Dua bunga teratai salju melayang ke tubuh Dai Yaoheng dan Ma Xiaotao, hawa dingin menyebar di dalam tubuh mereka.

“Ma Xiaotao, Dai Yaoheng, bangunlah kalian berdua.” Mu Ran terus-menerus menggunakan hawa dingin teratai salju ilahi untuk membangunkan mereka.

Keduanya menggoyangkan kepala, dan dalam sekejap kembali sadar.

Dai Yaoheng meludah rumput di mulutnya dengan kesal, Ma Xiaotao langsung melempar bunga yang dipegangnya.

Mu Ran tertawa melihat tingkah mereka.

“Mu Ran, kenapa kau tertawa? Sebenarnya apa yang terjadi pada kami?” tanya Ma Xiaotao sambil melotot.

“Jangan marah, kalian sepertinya teracuni oleh binatang jiwa tipe tumbuhan, sehingga pikiran kalian terbius. Nih, makanlah pil penawar, siapa tahu masih ada sisa racun di tubuh.”

Mu Ran mengeluarkan sebuah botol kecil dari porselen, menuangkan dua butir pil.

Sebagai orang yang tak kekurangan uang, Mu Ran selalu bijak membawa berbagai persediaan barang, dan kali ini pun terbukti bermanfaat.

“Terima kasih, saudaraku,” Dai Yaoheng menepuk bahu Mu Ran, yang hanya tersenyum tanpa berkata apa-apa.
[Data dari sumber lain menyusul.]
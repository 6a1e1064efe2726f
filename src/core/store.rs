//! Diagram store
//!
//! Single source of truth for the node and edge lists. The store is an
//! explicit value owned by the caller; all mutation goes through it and every
//! rejected operation leaves both lists unchanged.

use std::collections::HashSet;

use thiserror::Error;

use crate::core::models::{
    shape_for, AttributeNode, Cardinality, Edge, EdgeId, EntityNode, InheritanceNode, Node,
    NodeId, NodeKind, Rect, RelationshipNode, ATTRIBUTE_GAP,
};
use crate::core::validate::{validate_connection, ConnectionError, InheritanceRole};

/// Why an attribute could not be created
#[derive(Debug, Clone, PartialEq, Eq, Error)]
pub enum OwnerError {
    /// The owner id does not name any node
    #[error("no node with id {0}")]
    NoSuchNode(NodeId),
    /// The owner id names a node that is not an entity
    #[error("node {0} is not an entity; attributes belong to entities")]
    NotAnEntity(NodeId),
}

/// A short-lived drag interaction
///
/// Captures the pointer-to-node offset at begin-drag so move events can
/// recompute the candidate position. Cleared by `end_drag`.
#[derive(Debug, Clone, PartialEq)]
struct DragSession {
    node: NodeId,
    offset_x: f64,
    offset_y: f64,
}

/// In-memory diagram: typed nodes, typed edges, and id sequences
#[derive(Debug, Clone, Default)]
pub struct DiagramStore {
    nodes: Vec<Node>,
    edges: Vec<Edge>,
    node_seq: u64,
    edge_seq: u64,
    drag: Option<DragSession>,
}

/// Numeric suffix of an id like "E12" or "G3", used to re-seed sequences
fn id_sequence(id: &str) -> Option<u64> {
    let digits: String = id.chars().skip_while(|c| !c.is_ascii_digit()).collect();
    digits.parse().ok()
}
//! CLI argument definitions for `er-modeler`

use clap::{builder::BoolishValueParser, Parser, Subcommand, ValueEnum};
use std::path::PathBuf;

use er_modeler::config::ConfigOverrides;
use er_modeler::core::validate::InheritanceRole;
use er_modeler::logger::Level;

/// CLI log level argument
///
/// Represents log levels that can be passed via CLI arguments. Converts to
/// lowercase strings for config storage and to `logger::Level` for runtime
/// use.
#[derive(Copy, Clone, Debug, ValueEnum, PartialEq, Eq)]
pub enum LogLevelArg {
    /// Error-level logging
    Error,
    /// Warning-level logging
    Warn,
    /// Info-level logging
    Info,
    /// Debug-level logging
    Debug,
}

impl From<LogLevelArg> for Level {
    fn from(arg: LogLevelArg) -> Self {
        match arg {
            LogLevelArg::Error => Self::Error,
            LogLevelArg::Warn => Self::Warn,
            LogLevelArg::Info => Self::Info,
            LogLevelArg::Debug => Self::Debug,
        }
    }
}

impl std::fmt::Display for LogLevelArg {
    fn fmt(&self, f: &mut std::fmt::Formatter<'_>) -> std::fmt::Result {
        let as_str = match self {
            Self::Error => "error",
            Self::Warn => "warn",
            Self::Info => "info",
            Self::Debug => "debug",
        };
        write!(f, "{as_str}")
    }
}

/// Role an entity plays in an inheritance connection
///
/// The interactive editor asked this via a prompt; the CLI takes it as an
/// explicit flag and converts it to the core's `InheritanceRole`.
#[derive(Copy, Clone, Debug, ValueEnum, PartialEq, Eq)]
pub enum RoleArg {
    /// The entity is the parent of the hierarchy
    Parent,
    /// The entity is a child in the hierarchy
    Child,
}

impl From<RoleArg> for InheritanceRole {
    fn from(arg: RoleArg) -> Self {
        match arg {
            RoleArg::Parent => Self::Parent,
            RoleArg::Child => Self::Child,
        }
    }
}

#[derive(Debug, Subcommand)]
pub enum ConfigSubcommand {
    /// Display configuration values.
    ///
    /// If a KEY is provided, displays only that configuration value.
    /// If no KEY is provided, displays all configuration values.
    Get {
        /// Optional configuration key to display (e.g., `level`, `diagrams_dir`)
        #[arg(value_name = "KEY")]
        key: Option<String>,
    },
    /// Set a configuration value.
    Set {
        /// Configuration key to set
        #[arg(value_name = "KEY")]
        key: String,
        /// Value to set
        #[arg(value_name = "VALUE")]
        value: String,
    },
    /// Unset a configuration value.
    Unset {
        /// Configuration key to unset
        #[arg(value_name = "KEY")]
        key: String,
    },
    /// Reset configuration to defaults (requires confirmation).
    Reset,
}

#[derive(Debug, Subcommand)]
pub enum AddSubcommand {
    /// Add an entity.
    Entity {
        /// Display name (defaults to "Entity", or "Weak Entity" with --weak)
        #[arg(value_name = "NAME")]
        name: Option<String>,

        /// Mark the entity as weak (no independent primary key)
        #[arg(long)]
        weak: bool,
    },
    /// Add a relationship.
    Relationship {
        /// Display name (defaults to "R")
        #[arg(value_name = "NAME")]
        name: Option<String>,

        /// Mark the relationship as identifying for a weak entity
        #[arg(long)]
        identifying: bool,
    },
    /// Add an inheritance ("is-a") marker.
    Inheritance {
        /// Display name (defaults to "is-a")
        #[arg(value_name = "NAME")]
        name: Option<String>,
    },
    /// Add an attribute to an entity.
    Attribute {
        /// Display name of the attribute
        #[arg(value_name = "NAME")]
        name: String,

        /// Id of the owning entity
        #[arg(long, value_name = "ID")]
        owner: String,
    },
}

#[derive(Debug, Subcommand)]
pub enum Command {
    /// Manage configuration.
    ///
    /// If no subcommand is provided, displays all configuration values.
    Config {
        #[command(subcommand)]
        subcommand: Option<ConfigSubcommand>,
    },
    /// Add a node to the diagram.
    Add {
        #[command(subcommand)]
        kind: AddSubcommand,
    },
    /// Connect two nodes, validating the pair and computing cardinalities.
    Connect {
        /// First node id
        #[arg(value_name = "ID1")]
        a: String,

        /// Second node id
        #[arg(value_name = "ID2")]
        b: String,

        /// Role of the entity when connecting to an inheritance marker
        #[arg(long, value_enum)]
        role: Option<RoleArg>,
    },
    /// Remove a node and everything attached to it.
    Remove {
        /// Node id to remove
        #[arg(value_name = "ID")]
        id: String,
    },
    /// Rename a node.
    Rename {
        /// Node id to rename
        #[arg(value_name = "ID")]
        id: String,

        /// New display name
        #[arg(value_name = "NAME")]
        name: String,
    },
    /// Move a node; the move is skipped when it would overlap another node.
    Move {
        /// Node id to move
        #[arg(value_name = "ID")]
        id: String,

        /// New x position
        #[arg(value_name = "X")]
        x: f64,

        /// New y position
        #[arg(value_name = "Y")]
        y: f64,
    },
    /// List the diagram's nodes and edges.
    Show,
    /// Translate the diagram to a relational schema sketch.
    Translate {
        /// Report format: text or markdown (md)
        #[arg(short, long, value_name = "FORMAT", default_value = "text")]
        format: String,

        /// Output file path (prints to stdout when omitted)
        #[arg(short, long, value_name = "FILE")]
        output: Option<PathBuf>,
    },
}

#[derive(Parser, Debug)]
#[command(
    name = "ermodeler",
    about = "ER diagram editor and relational-schema translator",
    version = env!("CARGO_PKG_VERSION")
)]
pub struct Cli {
    /// Set the runtime log level (error|warn|info|debug). Falls back to config if omitted.
    #[arg(long, value_enum)]
    pub log_level: Option<LogLevelArg>,

    /// Enable verbose output (runtime only)
    #[arg(short = 'v', long = "verbose")]
    pub verbose: bool,

    /// Enable debug-level logging and runtime debug flag (shorthand)
    #[arg(long = "debug")]
    pub debug_flag: bool,

    /// Write runtime logs to a file
    #[arg(long, value_name = "PATH")]
    pub log_file: Option<PathBuf>,

    /// Diagram slot to operate on
    #[arg(long = "diagram", value_name = "SLOT", default_value = "diagram")]
    pub slot: String,

    // --- Config overrides ---
    /// Override config logging level (stored in config file)
    #[arg(long = "config-level", value_enum)]
    pub config_level: Option<LogLevelArg>,

    /// Override config log file path
    #[arg(long = "config-log-file", value_name = "PATH")]
    pub config_log_file: Option<PathBuf>,

    /// Override config verbose flag (true/false)
    #[arg(long = "config-verbose", value_parser = BoolishValueParser::new())]
    pub config_verbose: Option<bool>,

    /// Override config saved-diagram directory
    #[arg(long = "config-diagrams-dir", value_name = "DIR")]
    pub config_diagrams_dir: Option<PathBuf>,

    /// Override config saved-diagram directory (short form)
    #[arg(long = "diagrams-dir", value_name = "DIR")]
    pub diagrams_dir: Option<PathBuf>,

    /// Override config export directory
    #[arg(long = "config-export-dir", value_name = "DIR")]
    pub config_export_dir: Option<PathBuf>,

    /// Override config export directory (short form)
    #[arg(long = "export-dir", value_name = "DIR")]
    pub export_dir: Option<PathBuf>,

    /// Subcommand to execute.
    /// A subcommand is required to run the CLI.
    #[command(subcommand)]
    pub command: Command,
}

impl Cli {
    /// Convert CLI flags into config overrides
    ///
    /// Short-form flags (e.g., `--diagrams-dir`) take precedence over
    /// long-form flags (e.g., `--config-diagrams-dir`) when both are
    /// provided.
    ///
    /// # Returns
    /// A `ConfigOverrides` struct with values from CLI flags, where `None` means no override.
    pub fn to_config_overrides(&self) -> ConfigOverrides {
        ConfigOverrides {
            level: self.config_level.map(|lvl| lvl.to_string().to_lowercase()),
            file: self
                .config_log_file
                .as_ref()
                .map(|p| p.to_string_lossy().to_string()),
            verbose: self.config_verbose,
            diagrams_dir: self
                .diagrams_dir
                .as_ref()
                .map(|p| p.to_string_lossy().to_string())
                .or_else(|| {
                    self.config_diagrams_dir
                        .as_ref()
                        .map(|p| p.to_string_lossy().to_string())
                }),
            export_dir: self
                .export_dir
                .as_ref()
                .map(|p| p.to_string_lossy().to_string())
                .or_else(|| {
                    self.config_export_dir
                        .as_ref()
                        .map(|p| p.to_string_lossy().to_string())
                }),
        }
    }
}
Dai Yaoheng menengok sekeliling, matanya berbinar, lalu berkata, “Aku tahu, ini pasti bunga matahari.”

Bunga matahari! Mu Ran pun paham.

Bunga matahari adalah sejenis binatang jiwa tipe tumbuhan yang cukup unik, memiliki kemampuan membatasi yang sangat kuat, dapat mengeluarkan aroma aneh yang membuat musuh kehilangan kemampuan bertarung.

Aroma ini merupakan racun spiritual khusus, sementara batang bunga matahari sangat keras bagaikan besi, dan menggabungkan racun serta serangan fisik.

“Apakah bunga matahari memang tumbuh di tempat terbuka seperti ini?” tanya Mu Ran.

Mu Ran memang tahu tentang binatang jiwa bunga matahari, namun tidak terlalu detail. Seandainya ia lebih banyak tahu, pasti ia sudah waspada sejak pertama kali memasuki daerah terbuka itu.

“Ya, guruku pernah bilang begitu. Sesuai namanya, bunga matahari suka pada sinar matahari. Hanya di tempat seperti ini mereka bisa mendapat cukup cahaya,” jelas Ma Xiaotao.

Mu Ran menghela napas dalam hati. Membaca ribuan buku tetap kalah dengan pengalaman langsung. Walau ia sudah banyak membaca demi memahami dunia Douluo, pengetahuannya tentang binatang jiwa ternyata masih kurang.

“Sepertinya bunga matahari itu ada di depan sana, mari kita dekati dengan hati-hati.”

Ketiganya lalu memasang wuhun dan melangkah mendekati hamparan rerumputan di depan.